Booth # 2471
Title: Qualitative Screening Software for Small Molecule
Author: Graham A. McGibbon
Date: March 3, 2010
Time: 03:00 PM (Slot #4)
Location: Room 307D
Abstract: Rapid identification of contaminants, residues, adulterants, drugs and potentially toxic compounds is demanded to protect the integrity of many sports and, more importantly, human health. The wide range of historical and emerging mass spectrometry technologies coupled with separations such as GC and LC presents an array of ways to acquire data for detecting traces of target compounds. To avoid compromising hardware selection, it would appear ideal to have software that could import and process GC/MS or LC/MS full scan data acquired from a variety of mass spectrometer types and use libraries of particular target compounds to screen specifically for their presence.
A new software algorithm enables selective extraction of ion chromatograms for libraries of target components based on known mass or molecular formula and retention time, if provided. It groups detected features into components including isotope information. A new metric is provided to assess the fit of the experimental isotope pattern versus the expected one for helping to reduce false positive assignments. Visible labels are automatically annotated onto spectra and ion chromatograms. Reports summarizing the Target Status as ‘Found’ or ‘Not Found’ can be generated.

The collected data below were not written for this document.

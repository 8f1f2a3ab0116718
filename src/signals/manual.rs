//! # Programmatic termination trigger.
//!
//! [`ManualSignal`] stands in for OS delivery: tests fire it synthetically, and
//! embedding applications can use it to shut the supervisor down from code.
//!
//! ## Rules
//! - Single-fire: the first [`fire`](ManualSignal::fire) wins, later calls are no-ops.
//! - Firing before the run starts is fine; the run then goes straight to shutdown.
//! - Clones share state.

use std::sync::{Arc, OnceLock};

use futures::future::BoxFuture;
use tokio_util::sync::CancellationToken;

use crate::error::RuntimeError;
use crate::signals::{Signal, SignalSource};

#[derive(Debug, Default)]
struct Inner {
    token: CancellationToken,
    fired: OnceLock<Signal>,
}

/// Clonable, single-fire signal source.
///
/// # Example
/// ```
/// use unitvisor::{ManualSignal, Signal};
///
/// let trigger = ManualSignal::new();
/// assert!(trigger.fire(Signal::Terminate));
/// assert!(!trigger.fire(Signal::Interrupt));
/// assert_eq!(trigger.fired(), Some(Signal::Terminate));
/// ```
#[derive(Debug, Clone, Default)]
pub struct ManualSignal {
    inner: Arc<Inner>,
}

impl ManualSignal {
    /// Creates an unfired trigger.
    pub fn new() -> Self {
        Self::default()
    }

    /// Fires the trigger. Returns `false` if it had already fired.
    pub fn fire(&self, signal: Signal) -> bool {
        if self.inner.fired.set(signal).is_ok() {
            self.inner.token.cancel();
            true
        } else {
            false
        }
    }

    /// Returns `true` once the trigger has fired.
    pub fn is_fired(&self) -> bool {
        self.inner.fired.get().is_some()
    }

    /// The signal the trigger fired with, if any.
    pub fn fired(&self) -> Option<Signal> {
        self.inner.fired.get().copied()
    }
}

impl SignalSource for ManualSignal {
    fn listen(&self) -> Result<BoxFuture<'static, Signal>, RuntimeError> {
        let inner = Arc::clone(&self.inner);
        Ok(Box::pin(async move {
            inner.token.cancelled().await;
            // `fired` is set before the token is cancelled.
            inner.fired.get().copied().unwrap_or(Signal::Terminate)
        }))
    }
}

#[cfg(test)]
mod tests {
    use std::time::Duration;

    use super::*;

    #[tokio::test]
    async fn test_listen_resolves_with_first_signal() {
        let trigger = ManualSignal::new();
        let fut = trigger.listen().unwrap();

        let t = trigger.clone();
        tokio::spawn(async move {
            tokio::time::sleep(Duration::from_millis(10)).await;
            t.fire(Signal::Quit);
            t.fire(Signal::Interrupt);
        });

        assert_eq!(fut.await, Signal::Quit);
        assert!(trigger.is_fired());
    }

    #[tokio::test]
    async fn test_fired_before_listen() {
        let trigger = ManualSignal::new();
        trigger.fire(Signal::Interrupt);
        assert_eq!(trigger.listen().unwrap().await, Signal::Interrupt);
    }

    #[tokio::test]
    async fn test_unfired_stays_pending() {
        let trigger = ManualSignal::new();
        let res = tokio::time::timeout(Duration::from_millis(20), trigger.listen().unwrap()).await;
        assert!(res.is_err());
        assert!(!trigger.is_fired());
    }
}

We have analyzed datasets using a new software module that took lists of target compounds and the masses or molecular formulae that were included for calculating appropriate m/z values and then, using defined mass tolerances, extracted ion chromatograms corresponding to key isotopes from full scan data. Targets could be found for a variety of datasets including accurate mass datasets processed with mass tolerances in the range of 2-5 mDa for samples targeting over 70 compounds. Included also is the ability to use a table of modifications that can be applied to each entry in the target list, which has the potential to detect predictably transformed drugs or chemicals in biofluids, food, water or environmental samples.
Title: Searching for the Unknown: GC-MS Deconvolution and Componentization
Authors: Margaret Antler, Graham A. McGibbon
Date: March 3, 2010
Time: 03:35 PM (Slot #6)
Location: Room 205A
Abstract:Water utilities rely heavily on GC-MS analysis of water samples to monitor for potentially harmful substances, identifying component spectra by similarity searches of commercially available databases such as the Wiley/NIST Mass Spectral Library. Some of the technologies used in this application are seasoned and well tested but time demands and the potential to use newer instrumentation have led to increased attention on software capabilities. We have explored the feasibility of linking advanced data processing and MS database search algorithms to address this need and report on the possibilities for compound identification in water samples.

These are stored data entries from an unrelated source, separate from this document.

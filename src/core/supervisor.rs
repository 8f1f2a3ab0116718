//! # Supervisor: starts units, waits for the termination signal, drives shutdown.
//!
//! The [`Supervisor`] owns the registered units, the event bus wiring, and the
//! signal source. It is built once by [`SupervisorBuilder`](crate::SupervisorBuilder)
//! and consumed by [`Supervisor::run`].
//!
//! ## State machine
//! ```text
//! Idle ──run()──► Running ──signal──► ShuttingDown ──barrier──► Stopped
//! ```
//!
//! ## High-level architecture
//! ```text
//! run():
//!   signals.listen()?                         (armed before anything starts)
//!   subscriber_listener(): Bus ─► SubscriberSet::emit(&Event)   (until terminal event)
//!
//! Spawn per unit:
//!   unit[0]        unit[1]   ...   unit[N-1]
//!     ├─► tokio::spawn(run_start(unit))                  (detached starter)
//!     └─► waiters.spawn(run_shutdown(i, unit, token))    (JoinSet barrier)
//!
//! Shutdown path:
//!   signal future resolves
//!     └─► Bus.publish(SignalReceived)
//!     └─► token.cancel()            → every waiter wakes at once (fan-out)
//!     └─► waiters.join_next() ...   → each waiter: own ShutdownContext + deadline
//!     └─► Bus.publish(AllStopped | ShutdownDegraded)
//!     └─► listener drains, subscriber workers drain
//!     └─► ShutdownReport
//! ```
//!
//! ## Rules
//! - `run` returns only after the signal fired **and** every waiter finished or timed out.
//! - Starters are never awaited or aborted; a unit whose `start` never returns does not
//!   delay the fan-out or the return of `run`.
//! - No unit failure is returned as an error; all of them are published as events.
//! - The bus is sized from the unit count, so lifecycle events are not lost to lag;
//!   if the listener still lags, the skipped count is logged and emitted as `EventsLagged`.

use std::sync::Arc;

use tokio::sync::broadcast::error::RecvError;
use tokio::task::{JoinHandle, JoinSet};
use tokio_util::sync::CancellationToken;
use tracing::{error, warn};

use crate::core::builder::SupervisorBuilder;
use crate::core::config::SupervisorConfig;
use crate::core::report::{ShutdownReport, StartStatus, UnitReport};
use crate::core::runner::{run_shutdown, run_start};
use crate::error::{RuntimeError, UnitError};
use crate::events::{Bus, Event, EventKind};
use crate::signals::SignalSource;
use crate::subscribers::{Subscribe, SubscriberSet};
use crate::units::UnitRef;

/// Coordinates unit start, the termination signal, and graceful shutdown.
pub struct Supervisor {
    cfg: SupervisorConfig,
    units: Vec<UnitRef>,
    subscribers: Vec<Arc<dyn Subscribe>>,
    signals: Box<dyn SignalSource>,
}

impl Supervisor {
    /// Returns a builder for a supervisor with the given configuration.
    pub fn builder(cfg: SupervisorConfig) -> SupervisorBuilder {
        SupervisorBuilder::new(cfg)
    }

    pub(crate) fn new_internal(
        cfg: SupervisorConfig,
        units: Vec<UnitRef>,
        subscribers: Vec<Arc<dyn Subscribe>>,
        signals: Box<dyn SignalSource>,
    ) -> Self {
        Self {
            cfg,
            units,
            subscribers,
            signals,
        }
    }

    /// The configuration this supervisor was built with.
    pub fn config(&self) -> &SupervisorConfig {
        &self.cfg
    }

    /// Names of the registered units, in registration order.
    pub fn unit_names(&self) -> impl Iterator<Item = &str> {
        self.units.iter().map(|u| u.name())
    }

    /// Starts every unit, waits for the termination signal, then shuts every unit down.
    ///
    /// Resolves once every shutdown has completed or exceeded its deadline. If the
    /// signal never arrives, this never resolves.
    ///
    /// ### Errors
    /// Only [`RuntimeError::SignalSetup`] (or a custom source's error), returned before
    /// any unit is started.
    pub async fn run(self) -> Result<ShutdownReport, RuntimeError> {
        let signal_received = self.signals.listen()?;

        let bus = Bus::new(bus_capacity(&self.cfg, self.units.len()));
        let listener = subscriber_listener(&bus, self.subscribers);
        let token = CancellationToken::new();

        let mut starters = Vec::with_capacity(self.units.len());
        let mut waiters = JoinSet::new();
        for (index, unit) in self.units.iter().enumerate() {
            starters.push(tokio::spawn(run_start(Arc::clone(unit), bus.clone())));
            waiters.spawn(run_shutdown(
                index,
                Arc::clone(unit),
                token.clone(),
                self.cfg.deadline,
                bus.clone(),
            ));
        }

        let signal = signal_received.await;
        bus.publish(Event::new(EventKind::SignalReceived).with_signal(signal));
        token.cancel();

        let mut results: Vec<Option<Result<(), UnitError>>> =
            (0..self.units.len()).map(|_| None).collect();
        let mut lost = Vec::new();
        while let Some(joined) = waiters.join_next().await {
            match joined {
                Ok((index, res)) => results[index] = Some(res),
                Err(e) => lost.push(e.to_string()),
            }
        }
        if !lost.is_empty() {
            error!(target: "unitvisor", lost = ?lost, "shutdown-waiters did not complete");
        }

        let mut units = Vec::with_capacity(self.units.len());
        for ((unit, starter), shutdown) in self.units.iter().zip(starters).zip(results) {
            let shutdown = shutdown.unwrap_or_else(|| {
                let info = "shutdown-waiter did not complete".to_string();
                bus.publish(
                    Event::new(EventKind::UnitShutdownPanicked)
                        .with_unit(unit.name())
                        .with_reason(info.as_str()),
                );
                Err(UnitError::Panicked { info })
            });
            units.push(UnitReport {
                name: unit.name().to_string(),
                start: start_status(starter).await,
                shutdown,
            });
        }
        let report = ShutdownReport { signal, units };

        let failed = report.failures().count();
        if failed == 0 {
            bus.publish(Event::new(EventKind::AllStopped));
        } else {
            bus.publish(
                Event::new(EventKind::ShutdownDegraded)
                    .with_reason(format!("{failed} of {} units", report.units.len())),
            );
        }
        if let Err(e) = listener.await {
            error!(target: "unitvisor", error = %e, "event listener failed; events may be missing");
        }

        Ok(report)
    }
}

/// Events one unit can publish in a run: starting, exited/panicked,
/// shutdown starting, shutdown result.
const EVENTS_PER_UNIT: usize = 4;
/// Run-level events plus slack for subscriber reports.
const RUN_EVENTS: usize = 16;

/// Sizes the bus so that a run's own lifecycle events can never lag the listener.
fn bus_capacity(cfg: &SupervisorConfig, units: usize) -> usize {
    units
        .saturating_mul(EVENTS_PER_UNIT)
        .saturating_add(RUN_EVENTS)
        .max(cfg.bus_capacity_clamped())
}

/// Reads a starter's status without waiting on a unit that is still running.
async fn start_status(starter: JoinHandle<StartStatus>) -> StartStatus {
    if !starter.is_finished() {
        // Dropping the handle detaches the starter.
        return StartStatus::Running;
    }
    match starter.await {
        Ok(status) => status,
        Err(e) => StartStatus::Panicked(e.to_string()),
    }
}

/// Forwards bus events to the subscriber set until the terminal event, then drains it.
fn subscriber_listener(bus: &Bus, subscribers: Vec<Arc<dyn Subscribe>>) -> JoinHandle<()> {
    let mut rx = bus.subscribe();
    let set = SubscriberSet::new(subscribers, bus.clone());

    tokio::spawn(async move {
        loop {
            match rx.recv().await {
                Ok(ev) => {
                    let terminal = ev.is_terminal();
                    set.emit(&ev);
                    if terminal {
                        break;
                    }
                }
                Err(RecvError::Lagged(skipped)) => {
                    warn!(target: "unitvisor", skipped, "event listener lagged behind the bus");
                    set.emit(&Event::events_lagged(skipped));
                }
                Err(RecvError::Closed) => break,
            }
        }
        set.shutdown().await;
    })
}

#[cfg(test)]
mod tests {
    use std::sync::Mutex;

    use async_trait::async_trait;

    use super::*;

    #[derive(Default)]
    struct Recorder {
        seen: Mutex<Vec<Event>>,
    }

    #[async_trait]
    impl Subscribe for Recorder {
        async fn on_event(&self, event: &Event) {
            self.seen.lock().unwrap().push(event.clone());
        }

        fn name(&self) -> &'static str {
            "recorder"
        }
    }

    #[test]
    fn test_bus_grows_with_unit_count() {
        let cfg = SupervisorConfig {
            bus_capacity: 4,
            ..SupervisorConfig::default()
        };
        assert_eq!(bus_capacity(&cfg, 0), RUN_EVENTS);
        assert_eq!(bus_capacity(&cfg, 50), 50 * EVENTS_PER_UNIT + RUN_EVENTS);
        assert_eq!(bus_capacity(&SupervisorConfig::default(), 1), 1024);
    }

    #[tokio::test]
    async fn test_listener_reports_skipped_events() {
        let bus = Bus::new(2);
        let rec = Arc::new(Recorder::default());
        let subs: Vec<Arc<dyn Subscribe>> = vec![rec.clone()];
        let listener = subscriber_listener(&bus, subs);

        // The listener task has not run yet; the ring overwrites the oldest four.
        for _ in 0..5 {
            bus.publish(Event::new(EventKind::UnitStarting));
        }
        bus.publish(Event::new(EventKind::AllStopped));
        listener.await.unwrap();

        let seen = rec.seen.lock().unwrap();
        let kinds: Vec<EventKind> = seen.iter().map(|e| e.kind).collect();
        assert_eq!(
            kinds,
            vec![
                EventKind::EventsLagged,
                EventKind::UnitStarting,
                EventKind::AllStopped
            ]
        );
        assert_eq!(seen[0].reason.as_deref(), Some("skipped=4"));
    }
}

Our deconvolution and componentization software algorithm (IntelliXtractTM) enabled selective extraction of ion chromatograms and grouped detected features into components based on ion co-elution. For each sample, the processed results were summarized and component spectra were rendered by a customized software script appropriately for conducting an MS Search. The script interacts with the NIST MS Search utility and generated an Excel formatted report of the identified components.

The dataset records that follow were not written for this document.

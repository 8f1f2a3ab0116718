//! # Cross-platform OS signal handling.
//!
//! [`OsSignals`] listens for a configurable set of process signals.
//!
//! ## Signals
//! **Unix platforms:** any of `SIGINT`, `SIGTERM`, `SIGQUIT`, `SIGHUP`
//! (default: `SIGINT` + `SIGTERM`).
//!
//! **Other platforms:** `Ctrl-C` via [`tokio::signal::ctrl_c`], reported as
//! [`Signal::Interrupt`]; the configured set is ignored.

use futures::future::{self, BoxFuture};

use crate::error::RuntimeError;
use crate::signals::{Signal, SignalSource};

/// Signal source backed by the operating system.
#[derive(Debug, Clone)]
pub struct OsSignals {
    signals: Vec<Signal>,
}

impl OsSignals {
    /// Listens for the given signals. Duplicates are ignored.
    pub fn new(signals: impl IntoIterator<Item = Signal>) -> Self {
        let mut set: Vec<Signal> = Vec::new();
        for s in signals {
            if !set.contains(&s) {
                set.push(s);
            }
        }
        Self { signals: set }
    }

    /// The signals this source listens for.
    pub fn signals(&self) -> &[Signal] {
        &self.signals
    }
}

impl Default for OsSignals {
    fn default() -> Self {
        Self::new([Signal::Interrupt, Signal::Terminate])
    }
}

impl SignalSource for OsSignals {
    /// Registers one listener per configured signal.
    ///
    /// Each call creates independent signal listeners.
    #[cfg(unix)]
    fn listen(&self) -> Result<BoxFuture<'static, Signal>, RuntimeError> {
        use tokio::signal::unix::signal;

        if self.signals.is_empty() {
            return Ok(Box::pin(future::pending::<Signal>()));
        }

        let mut waits: Vec<BoxFuture<'static, Signal>> = Vec::with_capacity(self.signals.len());
        for &sig in &self.signals {
            let mut stream = signal(sig.kind())?;
            waits.push(Box::pin(async move {
                if stream.recv().await.is_none() {
                    // Listener gone without delivering; never report a signal we did not see.
                    future::pending::<()>().await;
                }
                sig
            }));
        }

        Ok(Box::pin(async move {
            let (sig, _, _) = future::select_all(waits).await;
            sig
        }))
    }

    #[cfg(not(unix))]
    fn listen(&self) -> Result<BoxFuture<'static, Signal>, RuntimeError> {
        Ok(Box::pin(async {
            if tokio::signal::ctrl_c().await.is_err() {
                future::pending::<()>().await;
            }
            Signal::Interrupt
        }))
    }
}

#[cfg(test)]
mod tests {
    use super::*;

    #[test]
    fn test_duplicates_removed() {
        let src = OsSignals::new([Signal::Terminate, Signal::Quit, Signal::Terminate]);
        assert_eq!(src.signals(), &[Signal::Terminate, Signal::Quit]);
    }

    #[test]
    fn test_default_set() {
        assert_eq!(
            OsSignals::default().signals(),
            &[Signal::Interrupt, Signal::Terminate]
        );
    }

    #[cfg(unix)]
    #[tokio::test]
    async fn test_first_delivered_signal_wins() {
        use nix::sys::signal::{Signal as NixSignal, raise};

        // Listeners stay installed for the process lifetime, so the raise cannot kill it.
        let src = OsSignals::new([Signal::Terminate, Signal::Quit]);
        let fut = src.listen().expect("register SIGTERM and SIGQUIT");

        raise(NixSignal::SIGQUIT).expect("raise SIGQUIT");
        let sig = tokio::time::timeout(std::time::Duration::from_secs(5), fut)
            .await
            .expect("SIGQUIT delivered");
        assert_eq!(sig, Signal::Quit);
    }

    #[cfg(unix)]
    #[tokio::test]
    async fn test_listen_registers_without_firing() {
        let src = OsSignals::new([Signal::Hangup]);
        let fut = src.listen().expect("register SIGHUP");
        let res = tokio::time::timeout(std::time::Duration::from_millis(50), fut).await;
        assert!(res.is_err(), "no signal was sent, future must stay pending");
    }
}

We have analysed GC-MS data acquired for water samples by a laboratory in the UK to determine the feasibility of linking our advanced data processing capabilities with existing MS database search algorithms. Software algorithms need to deconvolute hyphenated MS data into co-eluting signals, while distinguishing those from instrument and chemical noise. Benefit was found using IntelliXtractTM to generate components on the basis of chromatographic features, with subsequent ability to recognize compounds relevant to EPA method 8270 in water. The entire process could be initiated by a single command within our mass spectrometry interface, which provided newly developed new capabilities for software to perform ‘push button’ compound identification by MS searching of effectively componentized spectra.